Закончив с отчетом под монотонное нытье сына, Анна отправила файл и закрыла ноутбук.

- Включи мультик! – потребовал он.

- Ты же хотел поиграть, - удивилась Анна.

- Уже не хочу, хочу мультик!

Пожав плечами, женщина включила панель и, щелкнув пультом, предоставила сыну выбирать из меню мультфильм по вкусу.

- Ты не возражаешь, если я полчаса пройдусь? До перекрестка и обратно. Если хочешь, пойдем со мной.

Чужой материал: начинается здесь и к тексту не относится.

/// The part of the store a detached commit needs.
#[derive(Clone)]
struct Committer {
    committed: Arc<RwLock<Committed>>,
    sync: Arc<RwLock<SyncStatus>>,
    storage: Arc<dyn Storage>,
    ids: Arc<dyn IdGenerator>,
    clock: Arc<dyn Clock>,
    backup_on_change: bool,
}

impl Committer {
    /// Save `state`, make it live, then snapshot it if `backup_label` is set.
    async fn commit(self, state: StoreState, backup_label: Option<String>) -> StoreResult<()> {
        self.persist(&state).await?;

        let backups = {
            let mut committed = self.committed.write().await;
            committed.state = state.clone();
            committed.backups.clone()
        };

        if let Some(label) = backup_label.filter(|_| self.backup_on_change) {
            if let Some(backups) = self.auto_backup(backups, &label, &state).await {
                self.committed.write().await.backups = backups;
            }
        }
        Ok(())
    }

    /// Save `state`, recording the outcome in the sync status.
    async fn persist(&self, state: &StoreState) -> StoreResult<()> {
        let result = self.storage.save(state).await;
        let mut sync = self.sync.write().await;
        match result {
            Ok(()) => {
                sync.last_saved_at = Some(self.clock.now());
                sync.last_save_error = None;
                Ok(())
            }
            Err(e) => {
                let err = StoreError::persistence(e);
                tracing::error!("Failed to save MCP store: {}", err);
                sync.last_save_error = Some(err.to_string());
                Err(err)
            }
        }
    }

    /// Snapshot `state` into a copy of the ring and save it.
    ///
    /// The change being backed up is already saved, so a failure here only
    /// gets logged and recorded; the old ring stays in place.
    async fn auto_backup(
        &self,
        mut backups: BackupManager,
        label: &str,
        state: &StoreState,
    ) -> Option<BackupManager> {
        let result = match backups.snapshot(self.ids.next_id(), label, state, self.clock.now()) {
            Ok(_) => self
                .storage
                .save_backups(&backups.backups())
                .await
                .map_err(StoreError::persistence),
            Err(e) => Err(e),
        };

        let mut sync = self.sync.write().await;
        match result {
            Ok(()) => {
                sync.last_backup_error = None;
                Some(backups)
            }
            Err(e) => {
                tracing::warn!("Automatic backup '{}' failed: {}", label, e);
                sync.last_backup_error = Some(e.to_string());
                None
            }
        }
    }
}

/// Shared store wrapped in Arc for concurrent access.
pub type SharedEntityStore = Arc<EntityStore>;
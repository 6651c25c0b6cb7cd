//! MCP (Model Context Protocol) server entries.
//!
//! Holds the entry types plus the two pure building blocks the store uses
//! before every insert or rename:
//! - `naming`: case-insensitive unique name generation
//! - `duplicates`: new / exact duplicate / similar name classification

pub mod duplicates;
pub mod naming;
mod types;

pub use duplicates::{classify, ComparisonKey, DuplicateCheck, DuplicateStatus};
pub use naming::{base_name, copy_name, name_key, resolve_unique_name, taken_names};
pub use types::*;

pub(crate) use types::normalize_name;
//! Error types for the autotuner crate.
//!
//! All fallible operations in the crate return [`Result<T>`], which is an
//! alias for `core::result::Result<T, Error>`. The [`Error`] enum covers
//! domain validation at declaration time, context lifecycle violations, and
//! strategy contract violations.
//!
//! None of these errors are retried internally. Every variant signals an
//! integration defect in the calling code (or, for
//! [`OutOfDomain`](Error::OutOfDomain), in a strategy implementation), and
//! callers are expected to abort or fall back to a hard-coded configuration
//! rather than proceed with an unverified tuning decision.

use crate::context::ContextId;
use crate::value::{Value, ValueKind};
use crate::variable::VariableId;

/// Errors returned by tuner operations.
#[derive(Debug, thiserror::Error)]
pub enum Error {
    /// A [`Domain::Set`](crate::variable::Domain::Set) was declared with no
    /// candidate values.
    #[error("candidate set cannot be empty")]
    EmptyCandidates,

    /// The lower bound of a [`Domain::Range`](crate::variable::Domain::Range)
    /// is not strictly below the upper bound.
    #[error("invalid bounds: lower ({lower}) must be less than upper ({upper})")]
    InvalidBounds {
        /// The lower bound value.
        lower: f64,
        /// The upper bound value.
        upper: f64,
    },

    /// The step size of a range domain is not positive and finite.
    #[error("invalid step: step must be positive and finite")]
    InvalidStep,

    /// A candidate value (or a range domain) does not match the declared
    /// value kind of its variable.
    #[error("candidate kind mismatch: variable declared as {expected}, candidate is {got}")]
    CandidateKindMismatch {
        /// The kind the variable was declared with.
        expected: ValueKind,
        /// The kind actually found in the domain.
        got: ValueKind,
    },

    /// A [`VariableId`] was used that was never returned by
    /// [`Tuner::declare_variable`](crate::Tuner::declare_variable).
    #[error("unknown variable: {id}")]
    UnknownVariable {
        /// The unregistered id.
        id: VariableId,
    },

    /// A caller-supplied value (input value or request default) does not
    /// match the variable's declared kind.
    #[error("type mismatch for variable {variable}: expected {expected}, got {got}")]
    TypeMismatch {
        /// The variable whose declared kind was violated.
        variable: VariableId,
        /// The declared kind.
        expected: ValueKind,
        /// The kind of the supplied value.
        got: ValueKind,
    },

    /// [`Tuner::end_context`](crate::Tuner::end_context) was called on a
    /// context that is not the top of the calling thread's stack. The stack
    /// is left unmodified.
    #[error("context mismatch: tried to close {got}, current top is {expected:?}")]
    ContextMismatch {
        /// The current stack top, or `None` if the stack is empty (the
        /// context was already closed or belongs to another thread).
        expected: Option<ContextId>,
        /// The context the caller tried to close.
        got: ContextId,
    },

    /// A context id was used that is not open on the calling thread. Either
    /// it was already closed, or it was begun by a different thread.
    #[error("context {id} is not open on this thread")]
    UnknownContext {
        /// The unrecognized context id.
        id: ContextId,
    },

    /// [`Tuner::set_input_values`](crate::Tuner::set_input_values) was called
    /// after output values were already requested for the context. Inputs
    /// take part in the context's identity and must be complete before the
    /// first request.
    #[error("inputs for context {context} were set after outputs were requested")]
    InputsAfterRequest {
        /// The offending context.
        context: ContextId,
    },

    /// A search strategy produced a value outside the declared candidate
    /// domain of the requested variable. This indicates a bug in the strategy
    /// implementation (or a request default lying outside the domain), not a
    /// recoverable runtime condition.
    #[error("value {value} for variable {variable} is outside its declared domain")]
    OutOfDomain {
        /// The variable whose domain was violated.
        variable: VariableId,
        /// The offending value.
        value: Value,
    },

    /// An internal invariant was violated. This indicates a bug in the
    /// library rather than a user error.
    #[error("internal error: {0}")]
    Internal(&'static str),
}

/// A convenience alias for `core::result::Result<T, Error>`.
pub type Result<T> = core::result::Result<T, Error>;
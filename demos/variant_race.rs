//! Race three interchangeable 1-D stencil sweeps and let the tuner converge
//! on the cheapest one. The kernel is the same; the variants differ in how
//! they walk the array.

use std::cell::RefCell;

use autotuner::Tuner;

const LENGTH: usize = 32_768;
const ITERATIONS: usize = 200;

fn sweep_forward(stencil: &mut [f64]) {
    for i in 1..stencil.len() - 1 {
        stencil[i] = (stencil[i - 1] + stencil[i] + stencil[i + 1]) / 3.0;
    }
}

fn sweep_chunked(stencil: &mut [f64]) {
    let mut i = 1;
    while i < stencil.len() - 1 {
        let end = (i + 512).min(stencil.len() - 1);
        for j in i..end {
            stencil[j] = (stencil[j - 1] + stencil[j] + stencil[j + 1]) / 3.0;
        }
        i = end;
    }
}

fn sweep_reversed(stencil: &mut [f64]) {
    for i in (1..stencil.len() - 1).rev() {
        stencil[i] = (stencil[i - 1] + stencil[i] + stencil[i + 1]) / 3.0;
    }
}

fn main() {
    let tuner = Tuner::new();
    let mut stencil = vec![0.0f64; LENGTH];
    stencil[LENGTH / 2] = 1000.0;

    let mut tally = [0usize; 3];
    for _ in 0..ITERATIONS {
        let buffer = RefCell::new(stencil.clone());
        let mut forward = || sweep_forward(&mut buffer.borrow_mut());
        let mut chunked = || sweep_chunked(&mut buffer.borrow_mut());
        let mut reversed = || sweep_reversed(&mut buffer.borrow_mut());

        let ran = tuner
            .fastest_of("heat-transfer", &mut [&mut forward, &mut chunked, &mut reversed])
            .expect("variant selection failed");
        tally[ran] += 1;
    }

    println!("selections over {ITERATIONS} iterations:");
    for (index, name) in ["forward", "chunked", "reversed"].iter().enumerate() {
        println!("  {name:>8}: {}", tally[index]);
    }
}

- Нет, я буду смотреть про динозавра.

- Хорошо.

Анну многое не устраивало в поселке, но две вещи с лихвой покрывали все недостатки: абсолютная безопасность, гарантированная корпорацией, и свежий воздух. За сыном же, при желании, она могла наблюдать по наладоннику, камеры были врезаны в углы над дверьми в обеих комнатах.

«30 июня.

Здравствуй, Аня.

Я, наконец, выбрался на улицу. Наблюдал за зарядкой, точнее за пародией на зарядку. У самого кружится голова, ну, и переломы чувствуются. Но это такая мелочь по сравнению с тем, что я вырвался из палаты!

 Валет»

Вернувшись, Анна взглянула на экран, где не прошло и трети мультфильма, перевела взгляд на ноутбук, а потом остановилась на большом конверте с письмами Валета.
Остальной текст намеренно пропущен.